Jueves 30 de junio, 2016

Está en andrajos, con los senos a la vista; despeinada, los ojos entrecerrados, la mirada perdida… Sonríe, come algo que no se llega a distinguir qué es y tiene llagas en una pierna. Un niño se cae, gritando, ante la entumida indolencia de la mujer. En el grabado igual se observan otras escenas, también dantescas: un ahorcado,l un hombre en carretilla al que le dan de beber, una madre que emborracha a su hijo, un entierro. Revueltas. Un edificio derrumbándose…

Así ilustró William Hogarth en 1750 una epidemia de adicción al gin que se registró en Inglaterra. Oferta y demanda. A eso se redujo todo. El origen de la ginebra se remonta a los siglos XV y XVI, en los Países Bajos. Hay un tratado de destilación, fechado en 1582, en el que se hace mención a la “acqua-juniperi”, espíritu que podría considerarse antecesor del “jenever” holandés y del gin inglés.

El primero en destilar el fruto del enebro con alcohol puro fue el profesor Franciscus Sylvius; lo hizo en un polvoriento laboratorio de la Facultad de Medicina de la ciudad de Leyden, en Holanda. El alquimista, más que científico, quería hacer una medicina para los riñones, aprovechando las propiedades diuréticas del enebro. Así nació el gin. Sin embargo, su popularidad no se debe a los holandeses, sino a los ingleses.

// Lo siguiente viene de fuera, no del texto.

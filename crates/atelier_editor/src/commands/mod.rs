//! Command pattern implementation for undo/redo.

mod command;
mod group;
mod node_commands;
mod property_commands;
mod transform_commands;

pub use command::{Command, CommandError, CommandResult};
pub use group::CommandGroup;
pub use node_commands::{AddNodeCommand, DuplicateNodeCommand, RemoveNodeCommand, ReparentCommand};
pub use property_commands::SetPropertyCommand;
pub use transform_commands::{RotateCommand, ScaleCommand, SetTransformCommand, TranslateCommand};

Guillermo de Orange se convirtió en rey de Inglaterra en 1698; gobernó con el nombre de Guillermo III. Él llevó el elixir de enebro a las islas británicas, donde se convirtió en una popular bebida. Con el aumento del consumo, las destilerías y los expendios, que aparecieron como hongos, no tuvieron reparo en añadir a la mezcla cualquier cosa; la adulteraron, usando “ácido sulfúrico, aceite de trementina y cal; era como la muerte en un vaso”, en un brindis explosivo. Lo anterior lo documenta Lesley Solmonson, autor del libro [i]Ginebra: Una historia global[/i].

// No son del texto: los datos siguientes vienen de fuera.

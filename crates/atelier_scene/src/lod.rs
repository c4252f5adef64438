//! Level of Detail (LOD)
//!
//! Distance-based switching between model variants with:
//! - A level table kept sorted by distance at insertion time
//! - Hysteresis: leaving the active level back towards the viewer requires
//!   crossing its threshold by more than `hysteresis * distance`
//! - Non-blocking swaps: the target variant is requested from the
//!   [`StreamingCache`] and polled once per frame; the previous visual stays
//!   until the new one is ready, then both are exchanged in one step
//!
//! # Example
//!
//! ```ignore
//! use atelier_scene::lod::{LodController, Viewer};
//!
//! let mut lod = LodController::new();
//! lod.add_level("models/tree_high.json", 0.0, 0.0)?;
//! lod.add_level("models/tree_mid.json", 10.0, 0.1)?;
//! lod.add_level("models/tree_low.json", 30.0, 0.1)?;
//!
//! // Once per frame
//! lod.update(tree, &viewer, &mut graph, &cache)?;
//! ```

use std::collections::BTreeMap;
use std::task::{Context, Poll};

use atelier_asset::{CacheError, Model, StreamingCache};
use atelier_core::NodeId;
use futures_util::future::BoxFuture;
use futures_util::task::noop_waker_ref;
use futures_util::FutureExt;
use glam::Vec3;
use serde::{Deserialize, Serialize};
use thiserror::Error;

use crate::graph::{NodeKind, SceneGraph};

// ============================================================================
// LOD Level
// ============================================================================

/// One entry of a level table
#[derive(Clone, Debug, PartialEq, Serialize, Deserialize)]
pub struct LodLevel {
    /// Cache key of the model variant
    pub asset_id: String,
    /// Viewer distance from which this level applies
    pub distance: f32,
    /// Fraction of `distance` the viewer must come back past before leaving
    /// this level again (0-1)
    pub hysteresis: f32,
}

impl LodLevel {
    /// Create a level, validating its thresholds
    pub fn new(asset_id: impl Into<String>, distance: f32, hysteresis: f32) -> Result<Self, LodError> {
        if !distance.is_finite() || distance < 0.0 {
            return Err(LodError::InvalidDistance(distance));
        }
        if !(0.0..=1.0).contains(&hysteresis) {
            return Err(LodError::InvalidHysteresis(hysteresis));
        }
        Ok(Self {
            asset_id: asset_id.into(),
            distance,
            hysteresis,
        })
    }
}

/// Viewer state read once per frame
#[derive(Clone, Copy, Debug, PartialEq, Serialize, Deserialize)]
pub struct Viewer {
    pub position: Vec3,
    /// Zoom factor; distances are divided by it. Must be positive.
    pub zoom: f32,
}

impl Viewer {
    pub fn new(position: Vec3, zoom: f32) -> Self {
        Self { position, zoom }
    }

    /// Viewer at `position` with no zoom
    pub fn at(position: Vec3) -> Self {
        Self {
            position,
            zoom: 1.0,
        }
    }
}

/// LOD errors
#[derive(Debug, Clone, Error, PartialEq)]
pub enum LodError {
    #[error("Viewer zoom must be positive and finite, got {0}")]
    InvalidZoom(f32),

    #[error("Level distance must be non-negative and finite, got {0}")]
    InvalidDistance(f32),

    #[error("Hysteresis must be within 0..=1, got {0}")]
    InvalidHysteresis(f32),

    #[error("Level {index} out of range ({len} levels)")]
    LevelOutOfRange { index: usize, len: usize },

    #[error("LOD node not found: {0}")]
    NodeNotFound(NodeId),
}

/// Outcome of one [`LodController::update`]
#[derive(Debug, Clone)]
pub enum LodUpdate {
    /// No levels; nothing to do
    Inert,
    /// The active level is still the right one
    Unchanged { level: usize },
    /// Waiting for the target level to load; the previous visual stays
    Loading { level: usize },
    /// The visual was swapped this frame
    Switched { from: Option<usize>, to: usize },
    /// The target level failed to load; retried on a later frame
    Failed { level: usize, error: CacheError },
}

// ============================================================================
// LOD Controller
// ============================================================================

struct PendingSwap {
    level: usize,
    load: BoxFuture<'static, Result<Model, CacheError>>,
}

/// Per-node level-of-detail state
#[derive(Default)]
pub struct LodController {
    levels: Vec<LodLevel>,
    active: Option<usize>,
    visual: Option<NodeId>,
    pending: Option<PendingSwap>,
}

impl LodController {
    /// Create a controller with no levels
    pub fn new() -> Self {
        Self::default()
    }

    /// Create a controller from `(asset, distance, hysteresis)` entries
    pub fn from_levels<S: Into<String>>(
        levels: impl IntoIterator<Item = (S, f32, f32)>,
    ) -> Result<Self, LodError> {
        let mut controller = Self::new();
        for (asset, distance, hysteresis) in levels {
            controller.add_level(asset, distance, hysteresis)?;
        }
        Ok(controller)
    }

    /// Insert a level at its sorted position. Returns its index.
    ///
    /// A level with the same distance as an existing one goes after it.
    pub fn add_level(
        &mut self,
        asset_id: impl Into<String>,
        distance: f32,
        hysteresis: f32,
    ) -> Result<usize, LodError> {
        let level = LodLevel::new(asset_id, distance, hysteresis)?;
        let index = self.levels.partition_point(|l| l.distance <= distance);
        self.levels.insert(index, level);

        if let Some(active) = self.active.as_mut() {
            if *active >= index {
                *active += 1;
            }
        }
        if let Some(pending) = self.pending.as_mut() {
            if pending.level >= index {
                pending.level += 1;
            }
        }
        Ok(index)
    }

    /// Remove the level at `index`.
    ///
    /// Removing the active level keeps its visual on screen until the next
    /// update materialises a replacement.
    pub fn remove_level(&mut self, index: usize) -> Result<LodLevel, LodError> {
        if index >= self.levels.len() {
            return Err(LodError::LevelOutOfRange {
                index,
                len: self.levels.len(),
            });
        }
        let removed = self.levels.remove(index);

        self.active = match self.active {
            Some(active) if active == index => None,
            Some(active) if active > index => Some(active - 1),
            other => other,
        };
        if self.pending.as_ref().map_or(false, |p| p.level == index) {
            self.pending = None;
        } else if let Some(pending) = self.pending.as_mut() {
            if pending.level > index {
                pending.level -= 1;
            }
        }
        Ok(removed)
    }

    /// Level table, ascending by distance
    pub fn levels(&self) -> &[LodLevel] {
        &self.levels
    }

    /// Index of the level currently on screen
    pub fn current_level(&self) -> Option<usize> {
        self.active
    }

    /// Node holding the current visual
    pub fn visual(&self) -> Option<NodeId> {
        self.visual
    }

    /// Whether a swap is waiting on the cache
    pub fn is_loading(&self) -> bool {
        self.pending.is_some()
    }

    /// Level that should be shown at `distance`, or `None` without levels.
    ///
    /// Levels past the first are entered once `distance` reaches their
    /// threshold. The active level's own threshold is lowered by its
    /// hysteresis fraction, so the viewer has to come back further before
    /// the controller drops to the previous level.
    pub fn level_for_distance(&self, distance: f32) -> Option<usize> {
        if self.levels.is_empty() {
            return None;
        }
        let mut target = 0;
        for (index, level) in self.levels.iter().enumerate().skip(1) {
            let mut threshold = level.distance;
            if self.active == Some(index) {
                threshold -= threshold * level.hysteresis;
            }
            if distance < threshold {
                break;
            }
            target = index;
        }
        Some(target)
    }

    /// Per-frame step for `node`
    pub fn update(
        &mut self,
        node: NodeId,
        viewer: &Viewer,
        graph: &mut SceneGraph,
        cache: &StreamingCache<Model>,
    ) -> Result<LodUpdate, LodError> {
        if !viewer.zoom.is_finite() || viewer.zoom <= 0.0 {
            return Err(LodError::InvalidZoom(viewer.zoom));
        }
        let world = graph
            .world_position(node)
            .map_err(|_| LodError::NodeNotFound(node))?;
        let distance = viewer.position.distance(world) / viewer.zoom;

        if let Some(visual) = self.visual {
            if !matches!(graph.parent(visual), Ok(Some(parent)) if parent == node) {
                log::debug!("LOD {} lost its visual {}; reloading", node, visual);
                self.visual = None;
                self.active = None;
            }
        }

        let Some(target) = self.level_for_distance(distance) else {
            return Ok(LodUpdate::Inert);
        };
        if self.active == Some(target) {
            self.pending = None;
            return Ok(LodUpdate::Unchanged { level: target });
        }

        if self.pending.as_ref().map_or(false, |p| p.level != target) {
            log::debug!("LOD {} retargeted to level {}", node, target);
            self.pending = None;
        }
        let pending = self.pending.get_or_insert_with(|| PendingSwap {
            level: target,
            load: cache.load(&self.levels[target].asset_id),
        });

        let mut cx = Context::from_waker(noop_waker_ref());
        match pending.load.poll_unpin(&mut cx) {
            Poll::Pending => Ok(LodUpdate::Loading { level: target }),
            Poll::Ready(Ok(model)) => {
                self.pending = None;
                self.swap(node, target, model, graph)
            }
            Poll::Ready(Err(error)) => {
                self.pending = None;
                log::warn!("LOD {} level {} failed to load: {}", node, target, error);
                Ok(LodUpdate::Failed {
                    level: target,
                    error,
                })
            }
        }
    }

    fn swap(
        &mut self,
        node: NodeId,
        level: usize,
        model: Model,
        graph: &mut SceneGraph,
    ) -> Result<LodUpdate, LodError> {
        let name = format!("{} [lod {}]", model.name, level);
        let visual = graph
            .create_node(name, NodeKind::LodVisual { level }, node)
            .map_err(|_| LodError::NodeNotFound(node))?;
        if let Some(slot) = graph.get_mut(visual) {
            slot.model = Some(model);
        }

        if let Some(previous) = self.visual.replace(visual) {
            if graph.take_subtree(previous).is_err() {
                log::trace!("LOD visual {} was already gone", previous);
            }
        }
        let from = self.active.replace(level);
        log::debug!("LOD {} switched {:?} -> {}", node, from, level);
        Ok(LodUpdate::Switched { from, to: level })
    }

    /// Remove the current visual from the graph and forget the active level
    pub fn reset(&mut self, graph: &mut SceneGraph) {
        self.pending = None;
        self.active = None;
        if let Some(visual) = self.visual.take() {
            let _ = graph.take_subtree(visual);
        }
    }
}
impl<A: CachedAsset> StreamingCache<A> {
    /// Create a cache over `loader`
    pub fn new(loader: Arc<dyn AssetLoader<A>>, config: CacheConfig) -> Self {
        Self {
            inner: Arc::new(Mutex::new(CacheInner {
                entries: HashMap::new(),
                recency: VecDeque::new(),
                retiring: HashMap::new(),
                capacity: config.effective_capacity(),
                next_generation: 0,
                stats: CacheStats::default(),
            })),
            loader,
            config,
            disposals: Arc::new(AtomicU64::new(0)),
        }
    }

    /// Check out a copy of the asset for `key`.
    ///
    /// Bookkeeping happens when this is called, not when the future is first
    /// polled: the key is refreshed and, on a miss, recorded as pending
    /// before returning, so callers issued before the load resolves share it.
    pub fn load(&self, key: &str) -> BoxFuture<'static, Result<A, CacheError>> {
        match self.checkout(key) {
            Checkout::Ready(copy) => futures_util::future::ready(Ok(copy)).boxed(),
            Checkout::Wait(load) => async move {
                let base = load.await?;
                Ok(base.asset.deep_clone())
            }
            .boxed(),
        }
    }

    fn checkout(&self, key: &str) -> Checkout<A> {
        let mut guard = self.inner.lock();
        let inner = &mut *guard;
        inner.stats.requests += 1;

        if let Some(entry) = inner.entries.get(key) {
            let checkout = match &entry.base {
                Some(base) => {
                    inner.stats.hits += 1;
                    log::trace!("Cache hit '{}'", key);
                    Checkout::Ready(base.asset.deep_clone())
                }
                None => {
                    inner.stats.joins += 1;
                    log::trace!("Joining pending load of '{}'", key);
                    Checkout::Wait(entry.load.clone())
                }
            };
            inner.touch(key);
            return checkout;
        }

        let (entry, checkout) = match inner.retiring.remove(key) {
            Some(entry) => {
                inner.stats.revivals += 1;
                log::debug!("Reviving pending load of '{}'", key);
                let load = entry.load.clone();
                (entry, Checkout::Wait(load))
            }
            None => {
                inner.stats.misses += 1;
                log::debug!("Cache miss '{}'", key);
                let generation = inner.next_generation;
                inner.next_generation += 1;
                let load = self.start_load(key, generation);
                let entry = CacheEntry {
                    generation,
                    load: load.clone(),
                    base: None,
                };
                (entry, Checkout::Wait(load))
            }
        };

        inner.entries.insert(key.to_string(), entry);
        inner.touch(key);
        inner.evict_overflow();
        checkout
    }

    fn start_load(&self, key: &str, generation: u64) -> SharedLoad<A> {
        let work = self.load_task(key, generation);
        let Ok(runtime) = tokio::runtime::Handle::try_current() else {
            return work.shared();
        };

        let task = runtime.spawn(work);
        let key = key.to_string();
        let inner = Arc::downgrade(&self.inner);
        async move {
            match task.await {
                Ok(result) => result,
                Err(join) => {
                    let err = CacheError::Interrupted {
                        key: key.clone(),
                        message: join.to_string(),
                    };
                    if let Some(inner) = inner.upgrade() {
                        inner.lock().settle(&key, generation, &Err(err.clone()));
                    }
                    Err(err)
                }
            }
        }
        .boxed()
        .shared()
    }

    /// Read and settle one key
    fn load_task(
        &self,
        key: &str,
        generation: u64,
    ) -> BoxFuture<'static, Result<Arc<Resident<A>>, CacheError>> {
        let key = key.to_string();
        let loader = Arc::clone(&self.loader);
        let inner: Weak<Mutex<CacheInner<A>>> = Arc::downgrade(&self.inner);
        let disposals = Arc::clone(&self.disposals);
        let timeout = self.config.load_timeout();

        async move {
            let loaded = match timeout {
                Some(after) => match tokio::time::timeout(after, loader.load(&key)).await {
                    Ok(loaded) => loaded,
                    Err(_) => {
                        let err = CacheError::Timeout {
                            key: key.clone(),
                            after,
                        };
                        if let Some(inner) = inner.upgrade() {
                            inner.lock().settle(&key, generation, &Err(err.clone()));
                        }
                        return Err(err);
                    }
                },
                None => loader.load(&key).await,
            };

            let result = match loaded {
                Ok(asset) => Ok(Arc::new(Resident {
                    key: key.clone(),
                    asset,
                    disposals,
                })),
                Err(source) => Err(CacheError::Load {
                    key: key.clone(),
                    source,
                }),
            };
            if let Some(inner) = inner.upgrade() {
                inner.lock().settle(&key, generation, &result);
            }
            result
        }
        .boxed()
    }

    /// Forget every entry.
    ///
    /// Resolved bases are disposed once no checkout still holds them;
    /// pending loads are parked and their results disposed when they settle.
    pub fn clear(&self) {
        let mut guard = self.inner.lock();
        let inner = &mut *guard;
        let count = inner.entries.len();
        for (key, entry) in inner.entries.drain() {
            if entry.base.is_none() {
                inner.retiring.insert(key, entry);
            }
        }
        inner.recency.clear();
        log::debug!("Cleared {} cache entries", count);
    }

    /// Whether `key` is cached, pending or resolved
    pub fn contains(&self, key: &str) -> bool {
        self.inner.lock().entries.contains_key(key)
    }

    /// Whether `key` has a resolved base
    pub fn is_resolved(&self, key: &str) -> bool {
        self.inner
            .lock()
            .entries
            .get(key)
            .map_or(false, |e| e.base.is_some())
    }

    /// Number of cached keys
    pub fn len(&self) -> usize {
        self.inner.lock().entries.len()
    }

    /// Check if no keys are cached
    pub fn is_empty(&self) -> bool {
        self.len() == 0
    }

    /// Evicted keys whose loads have not settled yet
    pub fn pending_evictions(&self) -> usize {
        self.inner.lock().retiring.len()
    }

    /// Cached keys, least recently used first
    pub fn keys_by_recency(&self) -> Vec<String> {
        self.inner.lock().recency.iter().cloned().collect()
    }

    /// Statistics snapshot
    pub fn stats(&self) -> CacheStats {
        let mut stats = self.inner.lock().stats;
        stats.disposals = self.disposals.load(Ordering::SeqCst);
        stats
    }

    /// Maximum number of cached keys
    pub fn capacity(&self) -> usize {
        self.inner.lock().capacity
    }

    /// Configuration the cache was built with
    pub fn config(&self) -> &CacheConfig {
        &self.config
    }
}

La población miserable aspiraba a beber como el rey y aceptaba cualquier poción. En ese entonces, la bebida “fue vendida en todas partes: desde tiendas de ultramarinos a los establecimientos de los barcos; había un bar en cada edificio, una destilería en cada esquina”, asegura Lesley Solmonson. Los estragos de estos excesos afloraron al poco tiempo. Los miles de consumidores de la bebida sufrieron estragos físicos y psicológicos. Hay un caso de tristeza superlativa: el protagonizado por el alcohólico Judith Defour. Este sujeto estranguló a su hija pequeña para vender sus vestiditos y así tener dinero para comprar más ginebra. Defour fue hallado culpable y condenado a la horca en 1734. El gobierno inglés tuvo que tomar medidas ante este problema de salud pública y redujo considerablemente los locales en los que se podía adquirir alcohol.

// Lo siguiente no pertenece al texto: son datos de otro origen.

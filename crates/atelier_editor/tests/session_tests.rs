//! Editor session integration tests

use std::sync::Arc;

use atelier_asset::{CacheConfig, MemorySource, SourceError};
use atelier_editor::prelude::*;
use atelier_editor::SessionError;
use atelier_scene::{DocumentError, LodController, LodUpdate};

fn model_json(name: &str) -> String {
    format!(r#"{{ "name": "{name}", "meshes": [], "materials": [] }}"#)
}

fn session_over(source: Arc<MemorySource>) -> EditorSession {
    let config = EditorConfig {
        history_limit: 5,
        cache: CacheConfig::with_capacity(4),
        ..Default::default()
    };
    EditorSession::new(config, source)
}

fn tree_source() -> Arc<MemorySource> {
    Arc::new(
        MemorySource::new()
            .with_file("tree_high.json", model_json("high"))
            .with_file("tree_low.json", model_json("low")),
    )
}

#[tokio::test]
async fn test_loaded_models_are_independent_copies() {
    let source = tree_source();
    let mut session = session_over(Arc::clone(&source));

    let a = session.load_model("tree_high.json", NodeId::ROOT).await.unwrap();
    let b = session.load_model("tree_high.json", NodeId::ROOT).await.unwrap();
    assert_eq!(source.read_count(), 1);

    let model_a = session.graph().get(a).unwrap().model.as_ref().unwrap();
    let model_b = session.graph().get(b).unwrap().model.as_ref().unwrap();
    assert_eq!(model_a, model_b);
    assert!(!std::ptr::eq(model_a, model_b));
    assert_eq!(
        session.graph().get(a).unwrap().kind,
        NodeKind::Model {
            asset: "tree_high.json".into()
        }
    );

    assert!(session.undo().unwrap());
    assert!(!session.graph().contains(b));
    assert!(session.redo().unwrap());
    assert!(session.graph().get(b).unwrap().model.is_some());
}

#[tokio::test]
async fn test_missing_model_adds_nothing() {
    let mut session = session_over(tree_source());

    let result = session.load_model("nope.json", NodeId::ROOT).await;
    assert!(matches!(result, Err(SessionError::Cache(_))));
    assert!(session.graph().is_empty());
    assert!(!session.can_undo());
}

#[tokio::test]
async fn test_save_and_load_scene_resets_history() {
    let source = tree_source();
    let mut session = session_over(Arc::clone(&source));

    let forest = session.add_node("forest", NodeKind::Group, NodeId::ROOT).unwrap();
    let tree = session.load_model("tree_low.json", forest).await.unwrap();
    session
        .execute(TranslateCommand::new(tree, Vec3::new(2.0, 0.0, 0.0)))
        .unwrap();
    assert!(session.is_dirty());

    session.save_scene("scenes/main.json").await.unwrap();
    assert!(!session.is_dirty());
    assert!(source.get("scenes/main.json").is_some());

    let mut other = session_over(Arc::clone(&source));
    let root_changes = other.watch(NodeId::ROOT, "children");
    root_changes.take_dirty();
    other.load_scene("scenes/main.json").await.unwrap();

    assert!(root_changes.take_dirty());
    assert!(!other.can_undo());
    assert_eq!(other.graph().len(), 2);
    assert_eq!(
        other.graph().world_position(tree).unwrap(),
        Vec3::new(2.0, 0.0, 0.0)
    );
    // Models are runtime state and are not persisted
    assert!(other.graph().get(tree).unwrap().model.is_none());

    let fresh = other.add_node("rock", NodeKind::Group, NodeId::ROOT).unwrap();
    assert!(fresh > tree);
}

#[tokio::test]
async fn test_loading_missing_scene_keeps_current_one() {
    let mut session = session_over(tree_source());
    session.add_node("forest", NodeKind::Group, NodeId::ROOT).unwrap();

    let result = session.load_scene("scenes/missing.json").await;
    assert!(matches!(
        result,
        Err(SessionError::Document(DocumentError::Source(SourceError::NotFound(_))))
    ));
    assert_eq!(session.graph().len(), 1);
    assert!(session.can_undo());
}

#[tokio::test]
async fn test_lod_follows_the_viewer() {
    let mut session = session_over(tree_source());
    let tree = session.add_node("tree", NodeKind::Group, NodeId::ROOT).unwrap();
    let lod =
        LodController::from_levels([("tree_high.json", 0.0, 0.0), ("tree_low.json", 20.0, 0.1)])
            .unwrap();
    session.enable_lod(tree, lod).unwrap();
    let children = session.watch(tree, "children");
    children.take_dirty();

    let near = Viewer::at(Vec3::new(5.0, 0.0, 0.0));
    let far = Viewer::at(Vec3::new(50.0, 0.0, 0.0));

    // The first frame starts the load; a later frame picks it up
    let mut switched = None;
    for _ in 0..10 {
        if let Some((_, Ok(LodUpdate::Switched { to, .. }))) = session.tick(&near).pop() {
            switched = Some(to);
            break;
        }
        tokio::task::yield_now().await;
    }
    assert_eq!(switched, Some(0));
    assert!(children.take_dirty());

    let mut switched = None;
    for _ in 0..10 {
        if let Some((_, Ok(LodUpdate::Switched { to, .. }))) = session.tick(&far).pop() {
            switched = Some(to);
            break;
        }
        tokio::task::yield_now().await;
    }
    assert_eq!(switched, Some(1));
    assert_eq!(session.graph().children(tree).unwrap().len(), 1);

    // Visual swaps are not recorded in history
    assert_eq!(session.commander().undo_count(), 1);

    let controller = session.disable_lod(tree).unwrap();
    assert_eq!(controller.current_level(), None);
    assert!(session.graph().children(tree).unwrap().is_empty());
}

#[tokio::test]
async fn test_lod_rebuilds_deleted_visual() {
    let mut session = session_over(tree_source());
    let tree = session.add_node("tree", NodeKind::Group, NodeId::ROOT).unwrap();
    session
        .enable_lod(tree, LodController::from_levels([("tree_high.json", 0.0, 0.0)]).unwrap())
        .unwrap();

    let near = Viewer::at(Vec3::ZERO);
    let mut visual = None;
    for _ in 0..10 {
        session.tick(&near);
        visual = session.lod().get(tree).and_then(|lod| lod.visual());
        if visual.is_some() {
            break;
        }
        tokio::task::yield_now().await;
    }
    let visual = visual.unwrap();

    session.execute(RemoveNodeCommand::new(visual)).unwrap();
    assert!(session.graph().children(tree).unwrap().is_empty());

    let results = session.tick(&near);
    assert!(matches!(
        results.as_slice(),
        [(_, Ok(LodUpdate::Switched { from: None, to: 0 }))]
    ));
    assert_eq!(session.graph().children(tree).unwrap().len(), 1);
}

#[test]
fn test_enable_lod_requires_node() {
    let mut session = session_over(tree_source());
    let result = session.enable_lod(NodeId::from_raw(77), LodController::new());
    assert!(matches!(result, Err(SessionError::Lod(_))));
}

#[tokio::test]
async fn test_history_limit_from_config() {
    let mut session = session_over(tree_source());
    let node = session.add_node("node", NodeKind::Group, NodeId::ROOT).unwrap();
    for _ in 0..10 {
        session.execute(TranslateCommand::new(node, Vec3::X)).unwrap();
    }
    assert_eq!(session.commander().undo_count(), 5);

    session.shutdown();
    assert!(!session.can_undo());
    assert!(session.cache().is_empty());
}

#[tokio::test]
async fn test_sessions_do_not_share_observers() {
    let source = tree_source();
    let mut first = session_over(Arc::clone(&source));
    let mut second = session_over(source);

    let a = first.add_node("a", NodeKind::Group, NodeId::ROOT).unwrap();
    let b = second.add_node("b", NodeKind::Group, NodeId::ROOT).unwrap();
    assert_eq!(a, b);

    let watch = first.watch(a, "position");
    watch.take_dirty();
    second.execute(TranslateCommand::new(b, Vec3::X)).unwrap();
    assert!(!watch.is_dirty());
}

El martes pasado, [i]La Jornada Maya[/i] publicó un borrador de una iniciativa de cambios a una ley y a un reglamento, que de materializarse representaría la apertura de cientos, quizás miles de nuevos establecimientos en los que se pueda vender alcohol. Este borrador, quizás el primero de muchos, quizás el final, no se sabe, no ha llegado al Congreso estatal para su debate. Está en un confuso limbo que permite incluso a sus padres desconocerlos; hijo bastardo de un interés inconfesable. Este es un tema que debe ser antes debatido, en el que se escuchen las voces de expertos, como el padre Raúl Ignacio Kemp Lozano, director del albergue San José Cottolengo, y la de Víctor Roa Muñoz, director de los Centros de Integración Juvenil.

La publicación de esta intención de cambio en ley y reglamento es un tema de interés público; a todos nos afecta que se baraje incluso la posibilidad de hacer más laxos los requisitos para poder vender cerveza. Aunque sea sólo un borrador. Aunque aún no haya nada firme. Las restricciones que hasta hoy se mantienen en las normas tienen una razón de ser: son la expresión de décadas de experiencia en la prevención de ese grillete social que es el alcoholismo. Las autoridades no pueden convertirse en rehenes de empresas, cuyo único objetivo es el de ingresar más riquezas a sus arcas, sin importar el cómo. Los ciudadanos no podemos permitir que se pague un precio tan alto por la llegada de una fábrica y de sus satélites; bastante hemos dado ya los yucatecos.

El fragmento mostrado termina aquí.